La principal organización de la comunidad hispana en Estados Unidos ha pedido al presidente George W. Bush que ordene una moratoria inmediata en las redadas de inmigrantes, hasta que el Congreso apruebe una “reforma integral” de las leyes de inmigración en el país.
La solicitud fue difundida luego que la madrugada del jueves agentes de inmigración realizaran redadas en 60 tiendas de la cadena comercial Wal-Mart en 21 estados del país, y detuvieran a más de 250 extranjeros presuntamente indocumentados.
Entre esos extranjeros, la mayoría de países asiáticos, hay 90 mexicanos, un argentino, un salvadoreño y un guatemalteco, dijo el viernes un portavoz oficial. Según las cifras del Censo Nacional del 2000, se calcula que hay unos siete millones de inmigrantes indocumentados en EE.UU.
La Liga de Ciudadanos de América Latina (Lulac) indicó que el caso de Wal-Mart subraya la necesidad de una reforma de las leyes de inmigración, que incluyan un ajuste para los inmigrantes que ya trabajan en EE.UU., canales legales para un futuro flujo migratorio, y una reducción en los atrasos vinculados a la inmigración patrocinada por familiares.
Lulac recordó que en el 2001, cuando Bush asumió la presidencia de EE.UU. afirmó que uno de los problemas más importantes del país era el de la inmigración.
“En vez de reforma, se está separando a las familias, se está dividiendo a las comunidades y perdiendo buenos empleados”, expresó Héctor Flores, presidente de Lulac.
“Todo lo que quieren estos trabajadores es dignidad y respeto, y la capacidad de trabajar para sustentar a sus familias”, agregó.

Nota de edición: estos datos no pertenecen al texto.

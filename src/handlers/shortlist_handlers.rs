use actix_web::{HttpResponse, web};
use sqlx::PgPool;

use crate::auth::context::Actor;
use crate::config::AppConfig;
use crate::errors::AppError;
use crate::models::shortlist::{self, QuestionnaireUrlForm, SelectionForm, ShortlistBatch};
use crate::models::shortlist::matcher::SubstringMatcher;
use crate::responses::{ApiResponse, SUCCESS_GET, SUCCESS_SAVE};

/// GET /api/shortlist/suggest/{planning_id} - Matching vendors per kind.
pub async fn suggest(pool: web::Data<PgPool>, path: web::Path<i64>) -> Result<HttpResponse, AppError> {
    let candidates = shortlist::suggest_vendors(&pool, &SubstringMatcher, path.into_inner()).await?;
    Ok(HttpResponse::Ok().json(ApiResponse::success(SUCCESS_GET, candidates)))
}

/// POST /api/shortlist - Confirm vendors for a planning record.
pub async fn store(
    pool: web::Data<PgPool>,
    actor: Actor,
    body: web::Json<ShortlistBatch>,
) -> Result<HttpResponse, AppError> {
    if body.vendors.is_empty() {
        return Err(AppError::Validation("at least one vendor is required".to_string()));
    }

    let mut entries = Vec::with_capacity(body.vendors.len());
    for form in &body.vendors {
        entries.push(shortlist::store_entry(&pool, body.planning_id, form).await?);
    }

    let details = serde_json::json!({
        "vendor_ids": entries.iter().map(|e| e.vendor_id).collect::<Vec<_>>(),
        "summary": format!("{} vendor(s) shortlisted", entries.len())
    });
    let _ = crate::audit::log(&pool, actor.user_id, "shortlist.stored", "planning", body.planning_id, details).await;

    Ok(HttpResponse::Ok().json(ApiResponse::success(SUCCESS_SAVE, entries)))
}

pub async fn list(pool: web::Data<PgPool>, path: web::Path<i64>) -> Result<HttpResponse, AppError> {
    let entries = shortlist::list_by_planning(&pool, path.into_inner()).await?;
    Ok(HttpResponse::Ok().json(ApiResponse::success(SUCCESS_GET, entries)))
}

/// POST /api/shortlist/selection - Resource ids picked for the questionnaire.
pub async fn save_selection(
    pool: web::Data<PgPool>,
    actor: Actor,
    body: web::Json<SelectionForm>,
) -> Result<HttpResponse, AppError> {
    let saved = shortlist::save_selected_resource_ids(&pool, &body).await?;

    let details = serde_json::json!({
        "vendor_id": body.vendor_id,
        "selection": saved,
        "summary": "Questionnaire resources selected"
    });
    let _ = crate::audit::log(&pool, actor.user_id, "shortlist.selection_saved", "planning", body.planning_id, details).await;

    Ok(HttpResponse::Ok().json(ApiResponse::success(SUCCESS_SAVE, saved)))
}

pub async fn read_selection(
    pool: web::Data<PgPool>,
    path: web::Path<(i64, i64)>,
) -> Result<HttpResponse, AppError> {
    let (planning_id, vendor_id) = path.into_inner();
    let selection = shortlist::find_selection(&pool, planning_id, vendor_id).await?;
    Ok(HttpResponse::Ok().json(ApiResponse::success(SUCCESS_GET, selection)))
}

/// GET /api/shortlist/questionnaire-url/{planning_id}/{vendor_id}
pub async fn read_questionnaire_url(
    pool: web::Data<PgPool>,
    path: web::Path<(i64, i64)>,
) -> Result<HttpResponse, AppError> {
    let (planning_id, vendor_id) = path.into_inner();
    let entry = shortlist::find_by_vendor(&pool, planning_id, vendor_id)
        .await?
        .ok_or(AppError::NotFound)?;
    Ok(HttpResponse::Ok().json(ApiResponse::success(
        SUCCESS_GET,
        serde_json::json!({ "shortlist_id": entry.id, "url_kuisioner": entry.questionnaire_url }),
    )))
}

/// GET /api/shortlist/{id}/identify/{planning_id}
pub async fn identify(
    pool: web::Data<PgPool>,
    path: web::Path<(i64, i64)>,
) -> Result<HttpResponse, AppError> {
    let (shortlist_id, planning_id) = path.into_inner();
    let items = shortlist::identify_by_shortlist(&pool, shortlist_id, planning_id).await?;
    Ok(HttpResponse::Ok().json(ApiResponse::success(SUCCESS_GET, items)))
}

/// POST /api/shortlist/questionnaire-url
pub async fn save_questionnaire_url(
    pool: web::Data<PgPool>,
    actor: Actor,
    body: web::Json<QuestionnaireUrlForm>,
) -> Result<HttpResponse, AppError> {
    let entry = shortlist::save_questionnaire_url(&pool, &body).await?;

    let details = serde_json::json!({
        "vendor_id": entry.vendor_id,
        "url": entry.questionnaire_url,
        "summary": "Questionnaire document attached"
    });
    let _ = crate::audit::log(&pool, actor.user_id, "shortlist.questionnaire_saved", "shortlist", entry.id, details).await;

    Ok(HttpResponse::Ok().json(ApiResponse::success(SUCCESS_SAVE, entry)))
}

/// POST /api/shortlist/{id}/link - Time-limited questionnaire link.
pub async fn generate_link(
    pool: web::Data<PgPool>,
    config: web::Data<AppConfig>,
    actor: Actor,
    path: web::Path<i64>,
) -> Result<HttpResponse, AppError> {
    let shortlist_id = path.into_inner();
    let link = shortlist::generate_link(
        &pool,
        &config.public_base_url,
        config.survey_link_expire_days,
        shortlist_id,
    )
    .await?;

    let details = serde_json::json!({
        "expires_at": link.expires_at,
        "summary": "Questionnaire link generated"
    });
    let _ = crate::audit::log(&pool, actor.user_id, "shortlist.link_generated", "shortlist", shortlist_id, details).await;

    Ok(HttpResponse::Created().json(ApiResponse::success(SUCCESS_SAVE, link)))
}
use sqlx::{PgExecutor, PgPool};

use super::kind::{ByKind, RequirementKind};
use super::types::*;
use crate::auth::validate;
use crate::errors::AppError;

const SELECT_ITEM: &str = "\
    SELECT id, planning_id, kind, name, unit, specification, dimension, code, item_group, \
           quantity, brand, province_id, city_id \
    FROM requirement_items";

#[derive(sqlx::FromRow)]
struct ItemRow {
    id: i64,
    planning_id: i64,
    kind: String,
    name: String,
    unit: Option<String>,
    specification: Option<String>,
    dimension: Option<String>,
    code: Option<String>,
    item_group: Option<String>,
    quantity: Option<f64>,
    brand: Option<String>,
    province_id: Option<i64>,
    city_id: Option<i64>,
}

impl TryFrom<ItemRow> for RequirementItem {
    type Error = AppError;

    fn try_from(row: ItemRow) -> Result<Self, Self::Error> {
        let kind = RequirementKind::parse(&row.kind)
            .ok_or_else(|| AppError::Validation(format!("unknown requirement kind '{}'", row.kind)))?;
        Ok(RequirementItem {
            id: row.id,
            planning_id: row.planning_id,
            kind,
            name: row.name,
            unit: row.unit,
            specification: row.specification,
            dimension: row.dimension,
            code: row.code,
            item_group: row.item_group,
            quantity: row.quantity,
            brand: row.brand,
            province_id: row.province_id,
            city_id: row.city_id,
        })
    }
}

fn into_items(rows: Vec<ItemRow>) -> Result<Vec<RequirementItem>, AppError> {
    rows.into_iter().map(RequirementItem::try_from).collect()
}

/// Create or update a requirement item under a planning record.
///
/// An existing item keeps its owner: updating it through another planning
/// record is rejected.
pub async fn store_item(
    pool: &PgPool,
    planning_id: i64,
    kind: RequirementKind,
    form: &RequirementItemForm,
) -> Result<RequirementItem, AppError> {
    if let Some(msg) = validate::validate_required(&form.name, "Item name", 255) {
        return Err(AppError::Validation(msg));
    }

    let row = match form.id {
        Some(id) => {
            let owner: Option<(i64, String)> =
                sqlx::query_as("SELECT planning_id, kind FROM requirement_items WHERE id = $1")
                    .bind(id)
                    .fetch_optional(pool)
                    .await?;
            let (owner_id, owner_kind) = owner.ok_or(AppError::NotFound)?;
            if owner_id != planning_id {
                log::warn!("Refused to move requirement item {id} from planning {owner_id} to {planning_id}");
                return Err(AppError::Validation(
                    "item belongs to another requirement identification".to_string(),
                ));
            }
            if owner_kind != kind.as_str() {
                return Err(AppError::Validation(format!(
                    "item {id} is a {owner_kind} item, not {kind}"
                )));
            }

            let sql = "UPDATE requirement_items SET name = $2, unit = $3, specification = $4, \
                           dimension = $5, code = $6, item_group = $7, quantity = $8, brand = $9, \
                           province_id = $10, city_id = $11 \
                       WHERE id = $1 \
                       RETURNING id, planning_id, kind, name, unit, specification, dimension, code, \
                                 item_group, quantity, brand, province_id, city_id";
            bind_item_fields(sqlx::query_as::<_, ItemRow>(sql).bind(id), form)
                .fetch_one(pool)
                .await?
        }
        None => {
            let sql = "INSERT INTO requirement_items \
                           (planning_id, name, unit, specification, dimension, code, item_group, \
                            quantity, brand, province_id, city_id, kind) \
                       VALUES ($1, $2, $3, $4, $5, $6, $7, $8, $9, $10, $11, $12) \
                       RETURNING id, planning_id, kind, name, unit, specification, dimension, code, \
                                 item_group, quantity, brand, province_id, city_id";
            bind_item_fields(sqlx::query_as::<_, ItemRow>(sql).bind(planning_id), form)
                .bind(kind.as_str())
                .fetch_one(pool)
                .await?
        }
    };
    RequirementItem::try_from(row)
}

type ItemQuery<'q> = sqlx::query::QueryAs<'q, sqlx::Postgres, ItemRow, sqlx::postgres::PgArguments>;

/// Binds $2..$11 in column order.
fn bind_item_fields<'q>(query: ItemQuery<'q>, form: &'q RequirementItemForm) -> ItemQuery<'q> {
    query
        .bind(form.name.trim())
        .bind(form.unit.as_deref())
        .bind(form.specification.as_deref())
        .bind(form.dimension.as_deref())
        .bind(form.code.as_deref())
        .bind(form.item_group.as_deref())
        .bind(form.quantity)
        .bind(form.brand.as_deref())
        .bind(form.province_id)
        .bind(form.city_id)
}

pub async fn list_by_planning(
    pool: &PgPool,
    planning_id: i64,
    kind: RequirementKind,
) -> Result<Vec<RequirementItem>, AppError> {
    let sql = format!("{SELECT_ITEM} WHERE planning_id = $1 AND kind = $2 ORDER BY id");
    let rows = sqlx::query_as::<_, ItemRow>(&sql)
        .bind(planning_id)
        .bind(kind.as_str())
        .fetch_all(pool)
        .await?;
    into_items(rows)
}

/// Every item of a planning record, grouped by kind.
pub async fn items_by_kind(
    pool: &PgPool,
    planning_id: i64,
) -> Result<ByKind<Vec<RequirementItem>>, AppError> {
    let sql = format!("{SELECT_ITEM} WHERE planning_id = $1 ORDER BY id");
    let rows = sqlx::query_as::<_, ItemRow>(&sql)
        .bind(planning_id)
        .fetch_all(pool)
        .await?;

    let mut grouped: ByKind<Vec<RequirementItem>> = ByKind::default();
    for item in into_items(rows)? {
        grouped.get_mut(item.kind).push(item);
    }
    Ok(grouped)
}

/// Requirement names per kind, in item order.
pub async fn names_by_kind(pool: &PgPool, planning_id: i64) -> Result<ByKind<Vec<String>>, AppError> {
    let items = items_by_kind(pool, planning_id).await?;
    Ok(items.map(|_, list| list.into_iter().map(|item| item.name).collect()))
}

/// Items of one kind among `ids`, each with its survey detail if recorded.
pub async fn find_with_survey(
    pool: &PgPool,
    kind: RequirementKind,
    ids: &[i64],
) -> Result<Vec<RequirementWithSurvey>, AppError> {
    if ids.is_empty() {
        return Ok(Vec::new());
    }

    #[derive(sqlx::FromRow)]
    struct Row {
        #[sqlx(flatten)]
        item: ItemRow,
        has_survey: bool,
        #[sqlx(flatten)]
        survey: SurveyDetail,
    }

    let rows = sqlx::query_as::<_, Row>(
        "SELECT i.id, i.planning_id, i.kind, i.name, i.unit, i.specification, i.dimension, \
                i.code, i.item_group, i.quantity, i.brand, i.province_id, i.city_id, \
                (s.requirement_item_id IS NOT NULL) AS has_survey, \
                s.local_unit, s.local_unit_length, s.local_unit_width, s.local_unit_height, \
                s.local_unit_conversion, s.local_unit_price, s.converted_price, s.special_price, \
                s.rental_price, s.rental_conversion_price, s.base_price, \
                s.hourly_conversion_price, s.notes \
         FROM requirement_items i \
         LEFT JOIN survey_details s ON s.requirement_item_id = i.id \
         WHERE i.kind = $1 AND i.id = ANY($2) \
         ORDER BY i.id",
    )
    .bind(kind.as_str())
    .bind(ids)
    .fetch_all(pool)
    .await?;

    rows.into_iter()
        .map(|row| {
            Ok(RequirementWithSurvey {
                item: RequirementItem::try_from(row.item)?,
                survey: row.has_survey.then_some(row.survey),
            })
        })
        .collect()
}

/// Insert or replace the survey detail of one requirement item.
pub async fn upsert_survey_detail<'e, E>(
    executor: E,
    item_id: i64,
    detail: &SurveyDetail,
) -> Result<(), AppError>
where
    E: PgExecutor<'e>,
{
    let result = sqlx::query(
        "INSERT INTO survey_details \
             (requirement_item_id, local_unit, local_unit_length, local_unit_width, \
              local_unit_height, local_unit_conversion, local_unit_price, converted_price, \
              special_price, rental_price, rental_conversion_price, base_price, \
              hourly_conversion_price, notes) \
         SELECT $1, $2, $3, $4, $5, $6, $7, $8, $9, $10, $11, $12, $13, $14 \
         WHERE EXISTS (SELECT 1 FROM requirement_items WHERE id = $1) \
         ON CONFLICT (requirement_item_id) DO UPDATE SET \
             local_unit = EXCLUDED.local_unit, \
             local_unit_length = EXCLUDED.local_unit_length, \
             local_unit_width = EXCLUDED.local_unit_width, \
             local_unit_height = EXCLUDED.local_unit_height, \
             local_unit_conversion = EXCLUDED.local_unit_conversion, \
             local_unit_price = EXCLUDED.local_unit_price, \
             converted_price = EXCLUDED.converted_price, \
             special_price = EXCLUDED.special_price, \
             rental_price = EXCLUDED.rental_price, \
             rental_conversion_price = EXCLUDED.rental_conversion_price, \
             base_price = EXCLUDED.base_price, \
             hourly_conversion_price = EXCLUDED.hourly_conversion_price, \
             notes = EXCLUDED.notes, \
             updated_at = now()",
    )
    .bind(item_id)
    .bind(detail.local_unit.as_deref())
    .bind(detail.local_unit_length)
    .bind(detail.local_unit_width)
    .bind(detail.local_unit_height)
    .bind(detail.local_unit_conversion.as_deref())
    .bind(detail.local_unit_price)
    .bind(detail.converted_price)
    .bind(detail.special_price)
    .bind(detail.rental_price)
    .bind(detail.rental_conversion_price)
    .bind(detail.base_price)
    .bind(detail.hourly_conversion_price)
    .bind(detail.notes.as_deref())
    .execute(executor)
    .await?;

    if result.rows_affected() == 0 {
        return Err(AppError::Validation(format!("requirement item {item_id} does not exist")));
    }
    Ok(())
}
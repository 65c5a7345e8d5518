pub mod queries;
pub mod rules;
pub mod types;

pub use queries::*;
pub use rules::*;
pub use types::*;
pub mod identity;
pub mod personnel;
pub mod planning;
pub mod requirement;
pub mod shortlist;
pub mod survey;
pub mod vendor;
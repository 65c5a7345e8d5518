//! Role mapping for identities synced from the external identity provider.

pub const ROLE_SUPERADMIN: &str = "superadmin";
pub const ROLE_PJ_BALAI: &str = "pj balai";
pub const ROLE_GUEST: &str = "guest";

/// Map the provider's role label onto an internal role name.
///
/// Session tokens carry `kepala-balai-*` slugs while the bulk directory
/// export uses `Kepala Balai ...`; both land on `pj balai`.
pub fn map_role_label(label: &str) -> &'static str {
    let raw = label.trim().to_lowercase();
    if raw.contains("kepala-balai") || raw.contains("kepala balai") {
        ROLE_PJ_BALAI
    } else if raw == ROLE_SUPERADMIN {
        ROLE_SUPERADMIN
    } else {
        ROLE_GUEST
    }
}

/// No-downgrade rule: a stored role other than guest is never replaced by
/// what the provider says.
pub fn resolve_role<'a>(current: Option<&'a str>, mapped: &'a str) -> &'a str {
    match current.map(str::trim) {
        Some(role) if !role.is_empty() && !role.eq_ignore_ascii_case(ROLE_GUEST) => role,
        _ => mapped,
    }
}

Lulac también pidió que se investigaran las prácticas de contratación de algunas empresas que “conscientemente están explotando a los trabajadores inmigrantes”.
CONTRATACIONES
LEY
Wal-Mart puede llegar a los tribunales por la contratación de trabajadores ilegales, por cuanto la Ley de Control y Reforma de Inmigración de 1986 obliga a los empresarios a asegurarse de que sus contratados pueden trabajar de forma legal en el país.
SANCIÓN
La violación de esta ley es castigada con una multa de hasta 10.000 dólares para cada empleado cuya situación inmigratoria no esté en regla.
REVISIÓN
Wal-Mart anunció que revisará el estatus legal de sus 1,1 millones de empleados en EE.UU. y que despedirá a todo inmigrante indocumentado.